I lift my chin and swallow it back. “This is what it comes back to. You’re always telling me to grow up. Well, maybe you’re the one who has to. I’ve never had to prove myself to someone in more ways than I have with you. Even when I finally had you, I had to dance around your insecurities. You practically ran away from me because I’d made you waffles. They were fucking waffles, Rob. But they scared you because you were so afraid I’d want more than what you could give me. Then, with Cade, I needed to show I wasn’t going to jump into bed with him by jumping into bed with you.”

“That’s why you did it?”

“No!” I yelp and then back away, my hands in my hair. “I did it because I like you, Rob. I more than like you. I like so many things about you, which is baffling because you’re also the most closed-minded man I’ve ever met. I like your smile and the way you don’t show it often, so when you do, it’s like my entire day is made. I like your vulnerability and the stories you tell about your kids. I like your art and the talent in your callous hands. I like that you took on this house and this land and are slowly making it a paradise for your children. I like our talks and the way you hum when you’re just sitting in silence. I like the way you sing when you’re outside by the barbecue and don’t think anyone can hear you. I liked that you trusted me with your children because you knew I cared about them as if they were my own. At least, that’s what I thought because I was blinded.”

I brush past him and walk to my room. I take my suitcase out from under my bed and open it up.

Rob’s heavy steps follow me.
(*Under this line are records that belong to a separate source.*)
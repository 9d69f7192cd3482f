pub mod logging;
pub mod system;
pub mod utility;

#[derive(thiserror::Error, Debug)]
pub struct GeneralError(pub String);
impl std::fmt::Display for GeneralError {
	fn fmt(&self, f: &mut std::fmt::Formatter<'_>) -> std::fmt::Result {
		write!(f, "{}", self.0)
	}
}
use crate::system::{core::DocumentId, mythcraft::SystemConfig};
use itertools::Itertools;
use serde::{Deserialize, Serialize};
use std::collections::BTreeSet;

/// One level (or rank) gated advancement embedded in an item.
#[derive(Clone, PartialEq, Debug, Serialize, Deserialize)]
pub struct Advancement {
	#[serde(rename = "_id")]
	pub id: DocumentId,
	#[serde(default, skip_serializing_if = "Option::is_none")]
	pub title: Option<String>,
	/// The level (or profession rank) that unlocks this advancement.
	/// `None` unlocks it as soon as the owning item is acquired.
	#[serde(default)]
	pub level: Option<u32>,
	#[serde(flatten)]
	pub kind: AdvancementKind,
}

#[derive(Clone, PartialEq, Debug, Serialize, Deserialize)]
#[serde(tag = "type", rename_all = "camelCase")]
pub enum AdvancementKind {
	ItemGrant(ItemGrant),
	Skill(SkillGrant),
}

impl AdvancementKind {
	pub fn name(&self) -> &'static str {
		match self {
			Self::ItemGrant(_) => "itemGrant",
			Self::Skill(_) => "skill",
		}
	}
}

/// Grants some number of items chosen from a pool of candidates.
#[derive(Clone, PartialEq, Debug, Serialize, Deserialize)]
pub struct ItemGrant {
	#[serde(default)]
	pub pool: Vec<ItemReference>,
	#[serde(default)]
	pub choose: ChooseN,
}

/// A reference to a candidate item outside of the actor, plus enough to display it.
#[derive(Clone, PartialEq, Eq, Debug, Serialize, Deserialize)]
pub struct ItemReference {
	pub uuid: String,
	#[serde(default)]
	pub name: String,
	#[serde(default, skip_serializing_if = "Option::is_none")]
	pub img: Option<String>,
}

/// How many candidates of an item grant must be picked.
#[derive(Clone, Copy, PartialEq, Eq, Debug, Serialize, Deserialize)]
#[serde(try_from = "ChooseRepr", into = "ChooseRepr")]
pub enum ChooseN {
	Count(u32),
	All,
}

impl Default for ChooseN {
	fn default() -> Self {
		Self::Count(1)
	}
}

impl ChooseN {
	/// The exact number of candidates a selection must contain,
	/// given how many candidates are available.
	pub fn count(&self, available: usize) -> usize {
		match self {
			Self::Count(n) => *n as usize,
			Self::All => available,
		}
	}
}

#[derive(Clone, Serialize, Deserialize)]
#[serde(untagged)]
enum ChooseRepr {
	Count(u32),
	Keyword(String),
}

impl TryFrom<ChooseRepr> for ChooseN {
	type Error = crate::utility::NotInList;

	fn try_from(value: ChooseRepr) -> Result<Self, Self::Error> {
		match value {
			ChooseRepr::Count(n) => Ok(Self::Count(n)),
			ChooseRepr::Keyword(word) if word == "all" => Ok(Self::All),
			ChooseRepr::Keyword(word) => Err(crate::utility::NotInList(word, vec!["all"])),
		}
	}
}

impl From<ChooseN> for ChooseRepr {
	fn from(value: ChooseN) -> Self {
		match value {
			ChooseN::Count(n) => Self::Count(n),
			ChooseN::All => Self::Keyword("all".into()),
		}
	}
}

/// Grants a budget of skill points to distribute among primary and secondary skills.
#[derive(Clone, PartialEq, Debug, Serialize, Deserialize)]
pub struct SkillGrant {
	#[serde(default)]
	pub points: u32,
	#[serde(default = "SkillSet::primary")]
	pub primary: SkillSet,
	#[serde(default = "SkillSet::secondary")]
	pub secondary: SkillSet,
}

#[derive(Clone, PartialEq, Debug, Serialize, Deserialize)]
pub struct SkillSet {
	#[serde(default)]
	pub skills: BTreeSet<String>,
	/// The most points any one skill in this set may receive.
	pub max: u32,
}

impl SkillSet {
	pub fn primary() -> Self {
		Self { skills: BTreeSet::new(), max: 6 }
	}

	pub fn secondary() -> Self {
		Self { skills: BTreeSet::new(), max: 3 }
	}
}

/// A skill that may receive points from a [`SkillGrant`].
#[derive(Clone, PartialEq, Eq, Debug)]
pub struct SkillOption {
	pub key: String,
	pub label: String,
	pub max: u32,
}

impl SkillGrant {
	/// The skills eligible for points, sorted by key. A skill in both sets uses the primary cap.
	/// Skills the configuration does not define are not eligible.
	pub fn eligible(&self, config: &SystemConfig) -> Vec<SkillOption> {
		let mut options = std::collections::BTreeMap::<String, SkillOption>::new();
		for (set, is_primary) in [(&self.secondary, false), (&self.primary, true)] {
			for key in &set.skills {
				let Some(skill) = config.skill(key) else {
					log::warn!("Skill advancement references unknown skill {key:?}");
					continue;
				};
				let max = match (is_primary, options.get(key)) {
					(true, _) | (false, None) => set.max,
					(false, Some(SkillOption { max, .. })) => *max,
				};
				options.insert(key.clone(), SkillOption { key: key.clone(), label: skill.label.clone(), max });
			}
		}
		options.into_values().collect()
	}
}

#[derive(thiserror::Error, Debug, PartialEq)]
pub enum DefinitionError {
	#[error("Advancement {0} has an empty candidate pool")]
	EmptyPool(DocumentId),
	#[error("Advancement {0} chooses {1} of only {2} candidates")]
	ChooseTooMany(DocumentId, u32, usize),
	#[error("Advancement {0} has duplicate candidate {1:?}")]
	DuplicateCandidate(DocumentId, String),
	#[error("Advancement {0} references unknown skill {1:?}")]
	UnknownSkill(DocumentId, String),
	#[error("Advancement {0} grants {1} points but its skills can hold at most {2}")]
	UnspendablePoints(DocumentId, u32, u32),
}

impl Advancement {
	/// Both item grants and skill grants require the player to make a choice.
	pub fn is_choice(&self) -> bool {
		match &self.kind {
			AdvancementKind::ItemGrant(_) | AdvancementKind::Skill(_) => true,
		}
	}

	pub fn title(&self) -> String {
		if let Some(title) = &self.title {
			return title.clone();
		}
		match &self.kind {
			AdvancementKind::ItemGrant(_) => "Item Grant".into(),
			AdvancementKind::Skill(_) => "Skill Points".into(),
		}
	}

	/// Checks that the definition can ever be satisfied by a selection.
	pub fn validate(&self, config: &SystemConfig) -> Result<(), DefinitionError> {
		match &self.kind {
			AdvancementKind::ItemGrant(grant) => {
				if grant.pool.is_empty() {
					return Err(DefinitionError::EmptyPool(self.id.clone()));
				}
				if let Some(uuid) = grant.pool.iter().map(|reference| &reference.uuid).duplicates().next() {
					return Err(DefinitionError::DuplicateCandidate(self.id.clone(), uuid.clone()));
				}
				if let ChooseN::Count(n) = grant.choose {
					if n as usize > grant.pool.len() {
						return Err(DefinitionError::ChooseTooMany(self.id.clone(), n, grant.pool.len()));
					}
				}
			}
			AdvancementKind::Skill(grant) => {
				for key in grant.primary.skills.iter().chain(grant.secondary.skills.iter()) {
					if config.skill(key).is_none() {
						return Err(DefinitionError::UnknownSkill(self.id.clone(), key.clone()));
					}
				}
				let capacity = grant.eligible(config).iter().map(|option| option.max).sum::<u32>();
				if grant.points > capacity {
					return Err(DefinitionError::UnspendablePoints(self.id.clone(), grant.points, capacity));
				}
			}
		}
		Ok(())
	}
}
He stands in the doorway, filling it, as he looks down at me while I frantically place clothing items inside. “What are you doing?”

Sundresses fly off the hangers as I toss them into my bag. “While I like you, I also hate you, Rob. I hate you because I ignored the fact that you treat me like everyone else. Like I’m a loose cannon who can’t be trusted. Like I’d buy a kid a beer at a bar because I look like I’d be cool with it. Like I’m an easy woman who will fall for anyone. Trust me, if I wanted any Todd, Dick, or Kyle, I know exactly where to find one. I wouldn’t be attaching myself to the one man who doesn’t want me. Point taken. I get it. You don’t want me.”
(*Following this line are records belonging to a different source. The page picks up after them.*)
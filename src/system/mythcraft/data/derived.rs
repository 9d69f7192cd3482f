use super::{Actor, ActorType};
use crate::{
	system::{
		core::DocumentId,
		mythcraft::{
			advancement::{AdvancementKind, Selection},
			formula::{self, RollData},
			SystemConfig,
		},
	},
	utility::AddAssignMap,
};
use serde::Serialize;
use std::collections::BTreeMap;

#[derive(Clone, Copy, PartialEq, Eq, Debug, Default, Serialize)]
pub struct SkillBonus {
	pub attribute: i32,
	pub base: i32,
	pub advancement: u32,
	pub total: i32,
}

/// Values computed from an actor and its items, never persisted.
#[derive(Clone, PartialEq, Debug, Default, Serialize)]
#[serde(rename_all = "camelCase")]
pub struct Derived {
	pub skills: BTreeMap<String, SkillBonus>,
	pub bloodied: i32,
	pub bonus_ap: i32,
	pub defenses: BTreeMap<String, i32>,
	pub max_uses: BTreeMap<DocumentId, i32>,
}

impl Actor {
	/// Total skill points granted by every resolved skill advancement on this actor's items.
	pub fn advancement_points(&self) -> BTreeMap<String, u32> {
		let mut points = BTreeMap::new();
		for item in &self.items {
			for (advancement_id, selection) in &item.flags.mythcraft.advancement.selections {
				let Some(advancement) = item.advancement(advancement_id) else {
					log::error!(
						"Item {:?} records a selection for advancement {advancement_id} which it does not have",
						item.name
					);
					continue;
				};
				match (&advancement.kind, selection) {
					(AdvancementKind::Skill(_), Selection::Skills(spent)) => points.add_assign_map(spent),
					(AdvancementKind::ItemGrant(_), Selection::Items(_)) => {}
					(kind, selection) => {
						log::error!(
							"Advancement {advancement_id} on {:?} is a {} advancement but records a {} selection",
							item.name,
							kind.name(),
							selection.kind_name()
						);
					}
				}
			}
		}
		points
	}

	fn skill_bonuses(&self, config: &SystemConfig) -> BTreeMap<String, SkillBonus> {
		let points = self.advancement_points();
		let mut skills = BTreeMap::new();
		for (key, skill) in &config.skills {
			let attribute = self.attribute(&skill.attribute, config).unwrap_or_default();
			let base = self.system.skills.get(key).map(|score| score.value).unwrap_or_default();
			let advancement = points.get(key).copied().unwrap_or_default();
			let total = attribute + base + advancement as i32;
			skills.insert(key.clone(), SkillBonus { attribute, base, advancement, total });
		}
		skills
	}

	/// The values formulas on this actor may reference: lowercase attributes, `level`, and skill bonuses.
	pub fn roll_data(&self, config: &SystemConfig) -> RollData {
		let mut data = RollData::default();
		for key in config.attributes.keys() {
			if let Some(value) = self.attribute(key, config) {
				data.insert(key, value);
			}
		}
		data.insert("level", self.level() as i32);
		for (key, bonus) in self.skill_bonuses(config) {
			data.insert(key, bonus.total);
		}
		data
	}
}

impl Derived {
	pub fn compute(actor: &Actor, config: &SystemConfig, rng: &mut impl rand::Rng) -> Self {
		let data = actor.roll_data(config);
		let bonus_ap = match actor.kind {
			ActorType::Character => config.bonus_ap(actor.attribute("cor", config).unwrap_or_default()),
			ActorType::Npc => 0,
		};
		let defenses = config
			.defenses
			.iter()
			.map(|(key, source)| (key.clone(), formula::evaluate(source, &data)))
			.collect();
		let mut max_uses = BTreeMap::new();
		for item in &actor.items {
			if let Some(value) = item.max_uses(&data, rng) {
				max_uses.insert(item.id.clone(), value);
			}
		}
		Self {
			skills: actor.skill_bonuses(config),
			bloodied: actor.system.hp.max.div_euclid(2),
			bonus_ap,
			defenses,
			max_uses,
		}
	}
}

#[cfg(test)]
mod test {
	use super::*;
	use crate::system::mythcraft::{
		advancement::fixtures::{item_grant, skill_grant},
		advancement::ChooseN,
		data::{actor::test::character, item::test::item, ItemType, Score},
	};
	use rand::{rngs::StdRng, SeedableRng};

	fn actor() -> Actor {
		let mut background = item(
			"background00000",
			"Sailor",
			ItemType::Background,
			vec![
				skill_grant("skills", None, 3, &["athletics", "perceiving"], &[]),
				item_grant("kit", None, ChooseN::Count(1), &["rope"]),
			],
		);
		let selections = &mut background.flags.mythcraft.advancement.selections;
		let points: [(String, u32); 2] = [("athletics".into(), 2), ("perceiving".into(), 1)];
		selections.insert("skills".into(), Selection::Skills(points.into()));
		selections.insert("kit".into(), Selection::Items(["rope".into()].into()));
		let mut lineage = item(
			"lineage0000000",
			"Dwarf",
			ItemType::Lineage,
			vec![skill_grant("skills", None, 1, &["athletics"], &[])],
		);
		lineage
			.flags
			.mythcraft
			.advancement
			.selections
			.insert("skills".into(), Selection::Skills([("athletics".into(), 1)].into()));
		let mut actor = character(2, vec![background, lineage]);
		actor.system.attributes.insert("str".into(), Score { value: 3 });
		actor.system.attributes.insert("dex".into(), Score { value: 1 });
		actor.system.attributes.insert("cor".into(), Score { value: -2 });
		actor.system.skills.insert("athletics".into(), Score { value: 1 });
		actor.system.hp.max = 15;
		actor
	}

	#[test]
	fn skill_bonuses_include_advancement_points() {
		let config = SystemConfig::default();
		let mut rng = StdRng::seed_from_u64(0);
		let derived = Derived::compute(&actor(), &config, &mut rng);
		assert_eq!(
			derived.skills.get("athletics"),
			Some(&SkillBonus { attribute: 3, base: 1, advancement: 3, total: 7 })
		);
		assert_eq!(derived.skills.get("perceiving").map(|s| s.total), Some(1));
		assert_eq!(derived.skills.get("stealth").map(|s| s.total), Some(1));
	}

	#[test]
	fn derived_statistics() {
		let config = SystemConfig::default();
		let mut rng = StdRng::seed_from_u64(0);
		let derived = Derived::compute(&actor(), &config, &mut rng);
		assert_eq!(derived.bloodied, 7);
		assert_eq!(derived.bonus_ap, -1);
		assert_eq!(derived.defenses.get("parry"), Some(&11));
		assert_eq!(derived.defenses.get("fortitude"), Some(&10));
		assert!(derived.max_uses.is_empty());
	}

	#[test]
	fn mismatched_selection_is_skipped() {
		let mut actor = actor();
		actor.items[1]
			.flags
			.mythcraft
			.advancement
			.selections
			.insert("skills".into(), Selection::Items(["rope".into()].into()));
		actor.items[1]
			.flags
			.mythcraft
			.advancement
			.selections
			.insert("missing".into(), Selection::Skills([("athletics".into(), 9)].into()));
		assert_eq!(actor.advancement_points().get("athletics"), Some(&2));
	}

	#[test]
	fn roll_data_references() {
		let config = SystemConfig::default();
		let data = actor().roll_data(&config);
		assert_eq!(data.get("STR"), Some(3));
		assert_eq!(data.get("level"), Some(2));
		assert_eq!(data.get("athletics"), Some(7));
		assert_eq!(formula::evaluate("10 + @DEX", &data), 11);
	}
}
#[derive(thiserror::Error, Debug)]
#[error("Invalid value {0:?}, expected one of: {1:?}")]
pub struct NotInList(pub String, pub Vec<&'static str>);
His brows drop as he swallows. “If you don’t want people to treat you that way, you can’t pull stupid shit like picking a kid up in the middle of the night and not telling his parents. Or finding out he lied to you about class and keeping his secret so he doesn’t get in trouble.”

I close my suitcase and rest my hand on it as I gaze up at him. My breath is ragged, yet I take a deep breath to center myself as I look at him. So beautiful yet so distrusting and oh-so disappointed.

“I wanted to be a safe space for Jesse. He trusted me enough to call me. I don’t know if it will happen again, and if he ever finds himself in a horrible situation, whether it’s next week or next year, I want him to know he has someone he can call who cares about him enough to make sure he’s okay. I didn’t keep his secrets to hurt you. I did it to protect your relationship with your son. While he has messed up, he’s also paid his dues, and he’s amazing. The two of you even grew closer, and with every day that passed, I felt better about my decisions. I know they were wrong, but I don’t regret them.” I pick up my suitcase. “I do, however, regret getting close to you when I know you have nothing to give me in return. I knew you were gonna be a hard man to get attached to, but now that I have and after hearing what you truly think of me, I wish I never had.”

I start to walk to my desk, but he grabs my hand and forces me to look at him.

“I told you I couldn’t give you what you wanted.”

“I thought you meant happily ever after. I knew you weren’t good for that. I at least thought, somewhere along the way, I’d earned your respect.”

I pull my wrist from him and watch his face fall, along with his hand by his side.